What the exercise asks: Reproduce all entries precisely as they are written.

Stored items

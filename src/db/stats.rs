use crate::db::store::ReviewStore;
use crate::errors::AppResult;
use crate::utils::colors::{CYAN, GREEN, GREY, RESET, YELLOW};
use std::fs;

pub fn print_db_info(store: &ReviewStore) -> AppResult<()> {
    let conn = store.conn();
    let db_path = store.path();
    println!();

    //
    // 1) FILE SIZE
    //
    let file_size = fs::metadata(db_path).map(|m| m.len()).unwrap_or(0);
    let file_kb = (file_size as f64) / 1024.0;

    println!(
        "{}• File:{} {}{}{}",
        CYAN,
        RESET,
        YELLOW,
        db_path.display(),
        RESET
    );
    println!("{}• Size:{} {:.1} KB", CYAN, RESET, file_kb);

    //
    // 2) DECISIONS
    //
    let (total, reviewed, orphaned, false_triggers): (i64, i64, i64, i64) = conn.query_row(
        "SELECT COUNT(*),
                COALESCE(SUM(reviewed_at IS NOT NULL), 0),
                COALESCE(SUM(orphaned), 0),
                COALESCE(SUM(false_trigger), 0)
         FROM reviews",
        [],
        |row| Ok((row.get(0)?, row.get(1)?, row.get(2)?, row.get(3)?)),
    )?;

    println!("{}• Decisions:{} {}{}{}", CYAN, RESET, GREEN, total, RESET);
    println!("    reviewed:       {}", reviewed);
    println!("    orphaned:       {}", orphaned);
    println!("    false triggers: {}", false_triggers);

    //
    // 3) FISH COUNTED
    //
    let fish: i64 = conn.query_row("SELECT COALESCE(SUM(count), 0) FROM counts", [], |row| {
        row.get(0)
    })?;
    println!("{}• Fish counted:{} {}", CYAN, RESET, fish);

    //
    // 4) REVIEW WINDOW
    //
    let (first, last): (Option<String>, Option<String>) = conn.query_row(
        "SELECT MIN(reviewed_at), MAX(reviewed_at) FROM reviews",
        [],
        |row| Ok((row.get(0)?, row.get(1)?)),
    )?;

    let dash = format!("{GREY}--{RESET}");
    println!("{}• Review window:{}", CYAN, RESET);
    println!("    from: {}", first.unwrap_or_else(|| dash.clone()));
    println!("    to:   {}", last.unwrap_or(dash));

    println!();
    Ok(())
}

Answer space:
filename src/db/stats.rs
use crate::db::store::ReviewStore;
use crate::errors::AppResult;
use crate::utils::colors::{CYAN, GREEN, GREY, RESET, YELLOW};
use std::fs;

pub fn print_db_info(store: &ReviewStore) -> AppResult<()> {
    let conn = store.conn();
    let db_path = store.path();
    println!();

    //
    // 1) FILE SIZE
    //
    let file_size = fs::metadata(db_path).map(|m| m.len()).unwrap_or(0);
    let file_kb = (file_size as f64) / 1024.0;

    println!(
        "{}• File:{} {}{}{}",
        CYAN,
        RESET,
        YELLOW,
        db_path.display(),
        RESET
    );
    println!("{}• Size:{} {:.1} KB", CYAN, RESET, file_kb);

    //
    // 2) DECISIONS
    //
    let (total, reviewed, orphaned, false_triggers): (i64, i64, i64, i64) = conn.query_row(
        "SELECT COUNT(*),
                COALESCE(SUM(reviewed_at IS NOT NULL), 0),
                COALESCE(SUM(orphaned), 0),
                COALESCE(SUM(false_trigger), 0)
         FROM reviews",
        [],
        |row| Ok((row.get(0)?, row.get(1)?, row.get(2)?, row.get(3)?)),
    )?;

    println!("{}• Decisions:{} {}{}{}", CYAN, RESET, GREEN, total, RESET);
    println!("    reviewed:       {}", reviewed);
    println!("    orphaned:       {}", orphaned);
    println!("    false triggers: {}", false_triggers);

    //
    // 3) FISH COUNTED
    //
    let fish: i64 = conn.query_row("SELECT COALESCE(SUM(count), 0) FROM counts", [], |row| {
        row.get(0)
    })?;
    println!("{}• Fish counted:{} {}", CYAN, RESET, fish);

    //
    // 4) REVIEW WINDOW
    //
    let (first, last): (Option<String>, Option<String>) = conn.query_row(
        "SELECT MIN(reviewed_at), MAX(reviewed_at) FROM reviews",
        [],
        |row| Ok((row.get(0)?, row.get(1)?)),
    )?;

    let dash = format!("{GREY}--{RESET}");
    println!("{}• Review window:{}", CYAN, RESET);
    println!("    from: {}", first.unwrap_or_else(|| dash.clone()));
    println!("    to:   {}", last.unwrap_or(dash));

    println!();
    Ok(())
}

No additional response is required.